# Group conversion - waht to do?



## Pergamum (Sep 8, 2008)

Christian missions case study: Group conversion

What do you do in a situation like this? It happens.


----------



## Mushroom (Sep 8, 2008)

Baptize 'em all and rejoice with them at this moving of God among them to bring them out of darkness into the light. Sad statement that these poor souls are more covenantal in their thinking than us 'civilized' individualists. Abraham circumsized all the males of his household.


----------



## Ivan (Sep 8, 2008)

Has this happened to you, Pergy? Depending on the size of the group I'd still want to have some kind of conversation with each individual. Interesting situation, but not a bad one.


----------



## Solus Christus (Sep 8, 2008)

To quote and paraphrase the all-wise words of Brody from Jaws: "You're gonna need a bigger church."


----------



## Puritan Sailor (Sep 8, 2008)

This sort of thing has happened before in barbarian Europe as the gospel spread in the early centuries. I think the Franks were one example, if I remember right. Whole tribes would convert with their leader. They were dominated more by group thought than individualism. I think it is a marvelous display of the grace of God to convert so many all at once.


----------



## moral necessity (Sep 8, 2008)

in my opinion, as the tribe seems to behave as a unit and a family-type of structure, and, individually, they expect it of one another, I would baptise the entire tribe. All of us are baptized upon profession of faith, and, if this group profession represents their individual profession when done so as a whole, and they are used to their individual professions being decided as such, then I would honor it as an individual profession in the context of that structural unit.

Blessings!


----------



## TimV (Sep 8, 2008)

Baptize them and hold them accountable. The trick will be getting the optimum one Elder for every 10 families to hold them accountable.....


----------



## AVT (Sep 8, 2008)

God saves individuals and because He is God, He can also save the whole group--He is not limited.He does as He pleases---it can happen when the whole group can grasp or understand the Gospel, for all we know they've been waiting for so long for someone to explain it to them.


----------



## N. Eshelman (Sep 8, 2008)

It happened to Augustine (not that one) in Kent when 10,000 professed Christ and were baptized together. This brought the gospel to England to stay according to Bede! 
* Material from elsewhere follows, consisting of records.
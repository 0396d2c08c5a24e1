//! Iteration-log file writer.
//!
//! Persists a finished run as the JSON document operators and downstream
//! tooling read: a summary block plus one wire-format entry per iteration
//! (`iteration`, `similarity`, `position`, `rotation`, `timestamp` — names
//! and order are load-bearing).

use std::fs::File;
use std::io::BufWriter;
use std::path::Path;

use anyhow::{Context, Result};
use serde::Serialize;

use scenealign_core::{RunReport, WireRecord};

#[derive(Debug, Serialize)]
struct Summary {
    run_id: String,
    outcome: String,
    total_iterations: usize,
    #[serde(skip_serializing_if = "Option::is_none")]
    final_similarity: Option<f64>,
    duration_ms: u64,
}

#[derive(Debug, Serialize)]
struct LogDocument {
    summary: Summary,
    iterations: Vec<WireRecord>,
}

/// Write a run's iteration log to `path` as pretty-printed JSON.
pub fn write_report(path: &Path, report: &RunReport) -> Result<()> {
    let document = LogDocument {
        summary: Summary {
            run_id: report.run_id.clone(),
            outcome: report.outcome.to_string(),
            total_iterations: report.iterations(),
            final_similarity: report.final_similarity(),
            duration_ms: report.duration_ms,
        },
        iterations: report.records.iter().map(|r| r.to_wire()).collect(),
    };

    let file = File::create(path)
        .with_context(|| format!("failed to create iteration log {}", path.display()))?;
    serde_json::to_writer_pretty(BufWriter::new(file), &document)
        .with_context(|| format!("failed to write iteration log {}", path.display()))?;
    Ok(())
}

#[cfg(test)]
mod tests {
    use super::*;
    use scenealign_core::{
        Adjustment, EvaluationResult, IterationLog, RunOutcome, SceneState, Transform,
    };
    use scenealign_core::{CaptureImage, Resolution, ViewAngle};

    fn report() -> RunReport {
        let mut log = IterationLog::new();
        for (i, similarity) in [0.3, 0.88].iter().enumerate() {
            let state = SceneState::new(
                Transform::at(10.0 * i as f64, 0.0, 100.0),
                vec![CaptureImage {
                    angle: ViewAngle::Front,
                    resolution: Resolution::default(),
                    data: vec![i as u8],
                }],
            )
            .expect("state");
            log.push(
                state.snapshot_digest().clone(),
                EvaluationResult::new(*similarity, Adjustment::zero()).expect("result"),
                Transform::at(10.0 * i as f64, 0.0, 100.0),
                25,
            );
        }
        RunReport {
            run_id: "run-test".to_string(),
            outcome: RunOutcome::Converged,
            records: log.into_records(),
            duration_ms: 50,
        }
    }

    #[test]
    fn test_written_log_round_trips() {
        let dir = tempfile::tempdir().expect("tempdir");
        let path = dir.path().join("iteration_log.json");

        write_report(&path, &report()).expect("write");

        let raw = std::fs::read_to_string(&path).expect("read back");
        let value: serde_json::Value = serde_json::from_str(&raw).expect("valid JSON");

        assert_eq!(value["summary"]["outcome"], "converged");
        assert_eq!(value["summary"]["total_iterations"], 2);
        assert_eq!(value["summary"]["final_similarity"], 0.88);

        let iterations = value["iterations"].as_array().expect("iterations array");
        assert_eq!(iterations.len(), 2);
        assert_eq!(iterations[0]["iteration"], 1);
        assert_eq!(iterations[1]["similarity"], 0.88);
        assert_eq!(iterations[1]["position"]["x"], 10.0);
        assert!(iterations[0]["rotation"]["yaw"].is_number());
        assert!(iterations[0]["timestamp"].is_string());
    }

    #[test]
    fn test_wire_field_order_preserved_in_file() {
        let dir = tempfile::tempdir().expect("tempdir");
        let path = dir.path().join("iteration_log.json");
        write_report(&path, &report()).expect("write");

        let raw = std::fs::read_to_string(&path).expect("read back");
        let entry = raw
            .split("\"iterations\"")
            .nth(1)
            .expect("iterations section");
        let iteration = entry.find("\"iteration\"").expect("iteration");
        let similarity = entry.find("\"similarity\"").expect("similarity");
        let position = entry.find("\"position\"").expect("position");
        let rotation = entry.find("\"rotation\"").expect("rotation");
        let timestamp = entry.find("\"timestamp\"").expect("timestamp");
        assert!(iteration < similarity && similarity < position);
        assert!(position < rotation && rotation < timestamp);
    }
}
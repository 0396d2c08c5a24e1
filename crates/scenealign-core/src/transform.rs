//! Position and rotation math for tracked actors.
//!
//! All components are `f64` and the live-scene invariant is that they stay
//! finite. Plain constructors are unchecked for ergonomics; the invariant is
//! enforced at the production boundaries (`Transform::apply`,
//! `SceneState::new`) where a non-finite value would otherwise enter the loop.

use serde::{Deserialize, Serialize};

use crate::error::TransformError;

/// World-space position in scene units.
#[derive(Debug, Clone, Copy, PartialEq, Serialize, Deserialize)]
pub struct Vec3 {
    pub x: f64,
    pub y: f64,
    pub z: f64,
}

impl Vec3 {
    pub const ZERO: Vec3 = Vec3 {
        x: 0.0,
        y: 0.0,
        z: 0.0,
    };

    pub fn new(x: f64, y: f64, z: f64) -> Self {
        Vec3 { x, y, z }
    }

    /// Whether every component is finite (no NaN, no infinity).
    pub fn is_finite(&self) -> bool {
        self.x.is_finite() && self.y.is_finite() && self.z.is_finite()
    }

    /// Euclidean distance to another position.
    pub fn distance(&self, other: &Vec3) -> f64 {
        let dx = self.x - other.x;
        let dy = self.y - other.y;
        let dz = self.z - other.z;
        (dx * dx + dy * dy + dz * dz).sqrt()
    }
}

impl std::fmt::Display for Vec3 {
    fn fmt(&self, f: &mut std::fmt::Formatter<'_>) -> std::fmt::Result {
        write!(f, "({:.1}, {:.1}, {:.1})", self.x, self.y, self.z)
    }
}

/// Rotation in degrees. Yaw is the component every adjustment carries; pitch
/// and roll default to zero for oracles that only reason about yaw.
#[derive(Debug, Clone, Copy, PartialEq, Serialize, Deserialize)]
pub struct Rotation {
    pub yaw: f64,
    #[serde(default)]
    pub pitch: f64,
    #[serde(default)]
    pub roll: f64,
}

impl Rotation {
    pub const IDENTITY: Rotation = Rotation {
        yaw: 0.0,
        pitch: 0.0,
        roll: 0.0,
    };

    pub fn new(yaw: f64, pitch: f64, roll: f64) -> Self {
        Rotation { yaw, pitch, roll }
    }

    /// Yaw-only rotation.
    pub fn yaw(yaw: f64) -> Self {
        Rotation {
            yaw,
            pitch: 0.0,
            roll: 0.0,
        }
    }

    pub fn is_finite(&self) -> bool {
        self.yaw.is_finite() && self.pitch.is_finite() && self.roll.is_finite()
    }
}

impl std::fmt::Display for Rotation {
    fn fmt(&self, f: &mut std::fmt::Formatter<'_>) -> std::fmt::Result {
        write!(
            f,
            "(yaw {:.1}, pitch {:.1}, roll {:.1})",
            self.yaw, self.pitch, self.roll
        )
    }
}

/// Absolute actor transform: position plus rotation.
#[derive(Debug, Clone, Copy, PartialEq, Serialize, Deserialize)]
pub struct Transform {
    pub position: Vec3,
    pub rotation: Rotation,
}

impl Transform {
    pub fn new(position: Vec3, rotation: Rotation) -> Self {
        Transform { position, rotation }
    }

    /// Position-only transform with identity rotation.
    pub fn at(x: f64, y: f64, z: f64) -> Self {
        Transform {
            position: Vec3::new(x, y, z),
            rotation: Rotation::IDENTITY,
        }
    }

    pub fn is_finite(&self) -> bool {
        self.position.is_finite() && self.rotation.is_finite()
    }

    /// Validate the finite invariant, naming the first offending component.
    pub fn ensure_finite(&self) -> Result<(), TransformError> {
        let checks: [(&'static str, f64); 6] = [
            ("position.x", self.position.x),
            ("position.y", self.position.y),
            ("position.z", self.position.z),
            ("rotation.yaw", self.rotation.yaw),
            ("rotation.pitch", self.rotation.pitch),
            ("rotation.roll", self.rotation.roll),
        ];
        for (component, value) in checks {
            if !value.is_finite() {
                return Err(TransformError { component, value });
            }
        }
        Ok(())
    }

    /// Apply a relative position delta and optional rotation delta, returning
    /// the resulting absolute transform. Fails if the result leaves the
    /// finite range.
    pub fn apply(
        &self,
        position_delta: &Vec3,
        rotation_delta: Option<&Rotation>,
    ) -> Result<Transform, TransformError> {
        let mut next = *self;
        next.position.x += position_delta.x;
        next.position.y += position_delta.y;
        next.position.z += position_delta.z;
        if let Some(delta) = rotation_delta {
            next.rotation.yaw += delta.yaw;
            next.rotation.pitch += delta.pitch;
            next.rotation.roll += delta.roll;
        }
        next.ensure_finite()?;
        Ok(next)
    }
}

impl std::fmt::Display for Transform {
    fn fmt(&self, f: &mut std::fmt::Formatter<'_>) -> std::fmt::Result {
        write!(f, "{} {}", self.position, self.rotation)
    }
}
Is a group conversion too much for us reformed folk who rarely see any conversions other than our own covenant children? Its too bad, really. We need to pray to see more baptisms by profession of faith- and I am talkin' to the paedos!


----------



## Pergamum (Sep 9, 2008)

Ivan said:


> Has this happened to you, Pergy? Depending on the size of the group I'd still want to have some kind of conversation with each individual. Interesting situation, but not a bad one.



I am actuallly discouraging baptisms because many think that they get eternal life by it. Plus, we have had a few evangelists give out goods (clothes) after they come out out of the water (after all, now they are baptized children of God...let's give them a hand...or a handout). And so, many are drawn to baptism to be part of a move towards the outside world, goods, and the "good life" of rice and noodles instead of roots and grubs....


----------



## Pergamum (Sep 9, 2008)

Normally I would encourage any visible show of change of allegience to Christianity, and baptism is such a show of allegience. Normally I would say, sure, if they are baptized and come in under the church, then they are more receptive to follow-up care. 

But here, there are other shows of allegience as well, such as the burning of charms and the overthrow of local animistic places of worship. Cuuple this with wrong views of baptism and an assumption of salvation and sometimes one needs to oppose it as well it seems. Hard to tell.


----------